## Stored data
▼▼▼

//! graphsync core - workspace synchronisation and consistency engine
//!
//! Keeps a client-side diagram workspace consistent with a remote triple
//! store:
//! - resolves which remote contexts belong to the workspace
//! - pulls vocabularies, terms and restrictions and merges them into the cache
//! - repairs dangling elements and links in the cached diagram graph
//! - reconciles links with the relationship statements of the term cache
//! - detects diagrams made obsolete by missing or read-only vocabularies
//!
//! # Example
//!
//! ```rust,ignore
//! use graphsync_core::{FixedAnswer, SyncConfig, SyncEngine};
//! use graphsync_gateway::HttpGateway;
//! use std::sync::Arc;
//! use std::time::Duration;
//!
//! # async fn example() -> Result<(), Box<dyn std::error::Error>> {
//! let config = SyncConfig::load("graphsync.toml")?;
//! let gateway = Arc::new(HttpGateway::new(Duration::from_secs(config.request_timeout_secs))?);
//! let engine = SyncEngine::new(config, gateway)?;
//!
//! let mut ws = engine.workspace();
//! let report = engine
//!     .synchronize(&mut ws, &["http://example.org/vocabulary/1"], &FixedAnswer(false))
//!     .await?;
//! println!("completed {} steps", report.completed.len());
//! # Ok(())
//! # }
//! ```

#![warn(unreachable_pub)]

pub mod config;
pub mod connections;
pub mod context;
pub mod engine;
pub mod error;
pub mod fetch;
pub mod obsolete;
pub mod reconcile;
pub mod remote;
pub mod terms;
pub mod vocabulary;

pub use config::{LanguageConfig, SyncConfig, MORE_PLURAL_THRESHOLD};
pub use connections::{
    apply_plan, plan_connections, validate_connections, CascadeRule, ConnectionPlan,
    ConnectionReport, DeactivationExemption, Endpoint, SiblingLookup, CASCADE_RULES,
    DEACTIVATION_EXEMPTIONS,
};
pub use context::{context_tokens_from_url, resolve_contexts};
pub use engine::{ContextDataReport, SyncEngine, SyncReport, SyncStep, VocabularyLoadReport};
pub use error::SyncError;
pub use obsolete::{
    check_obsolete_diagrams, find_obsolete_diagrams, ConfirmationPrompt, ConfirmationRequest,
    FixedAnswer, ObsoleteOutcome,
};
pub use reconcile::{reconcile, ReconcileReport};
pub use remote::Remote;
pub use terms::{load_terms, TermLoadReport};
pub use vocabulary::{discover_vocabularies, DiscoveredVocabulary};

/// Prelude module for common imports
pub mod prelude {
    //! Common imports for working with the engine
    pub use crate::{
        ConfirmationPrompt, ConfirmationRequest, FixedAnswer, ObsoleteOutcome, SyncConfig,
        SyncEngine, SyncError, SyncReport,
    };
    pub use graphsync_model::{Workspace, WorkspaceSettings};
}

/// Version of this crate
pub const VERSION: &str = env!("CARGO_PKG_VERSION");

▲▲▲

## Problem description
Output the records in full, keeping them exactly as they are.

## Result
//! graphsync core - workspace synchronisation and consistency engine
//!
//! Keeps a client-side diagram workspace consistent with a remote triple
//! store:
//! - resolves which remote contexts belong to the workspace
//! - pulls vocabularies, terms and restrictions and merges them into the cache
//! - repairs dangling elements and links in the cached diagram graph
//! - reconciles links with the relationship statements of the term cache
//! - detects diagrams made obsolete by missing or read-only vocabularies
//!
//! # Example
//!
//! ```rust,ignore
//! use graphsync_core::{FixedAnswer, SyncConfig, SyncEngine};
//! use graphsync_gateway::HttpGateway;
//! use std::sync::Arc;
//! use std::time::Duration;
//!
//! # async fn example() -> Result<(), Box<dyn std::error::Error>> {
//! let config = SyncConfig::load("graphsync.toml")?;
//! let gateway = Arc::new(HttpGateway::new(Duration::from_secs(config.request_timeout_secs))?);
//! let engine = SyncEngine::new(config, gateway)?;
//!
//! let mut ws = engine.workspace();
//! let report = engine
//!     .synchronize(&mut ws, &["http://example.org/vocabulary/1"], &FixedAnswer(false))
//!     .await?;
//! println!("completed {} steps", report.completed.len());
//! # Ok(())
//! # }
//! ```

#![warn(unreachable_pub)]

pub mod config;
pub mod connections;
pub mod context;
pub mod engine;
pub mod error;
pub mod fetch;
pub mod obsolete;
pub mod reconcile;
pub mod remote;
pub mod terms;
pub mod vocabulary;

pub use config::{LanguageConfig, SyncConfig, MORE_PLURAL_THRESHOLD};
pub use connections::{
    apply_plan, plan_connections, validate_connections, CascadeRule, ConnectionPlan,
    ConnectionReport, DeactivationExemption, Endpoint, SiblingLookup, CASCADE_RULES,
    DEACTIVATION_EXEMPTIONS,
};
pub use context::{context_tokens_from_url, resolve_contexts};
pub use engine::{ContextDataReport, SyncEngine, SyncReport, SyncStep, VocabularyLoadReport};
pub use error::SyncError;
pub use obsolete::{
    check_obsolete_diagrams, find_obsolete_diagrams, ConfirmationPrompt, ConfirmationRequest,
    FixedAnswer, ObsoleteOutcome,
};
pub use reconcile::{reconcile, ReconcileReport};
pub use remote::Remote;
pub use terms::{load_terms, TermLoadReport};
pub use vocabulary::{discover_vocabularies, DiscoveredVocabulary};

/// Prelude module for common imports
pub mod prelude {
    //! Common imports for working with the engine
    pub use crate::{
        ConfirmationPrompt, ConfirmationRequest, FixedAnswer, ObsoleteOutcome, SyncConfig,
        SyncEngine, SyncError, SyncReport,
    };
    pub use graphsync_model::{Workspace, WorkspaceSettings};
}

/// Version of this crate
pub const VERSION: &str = env!("CARGO_PKG_VERSION");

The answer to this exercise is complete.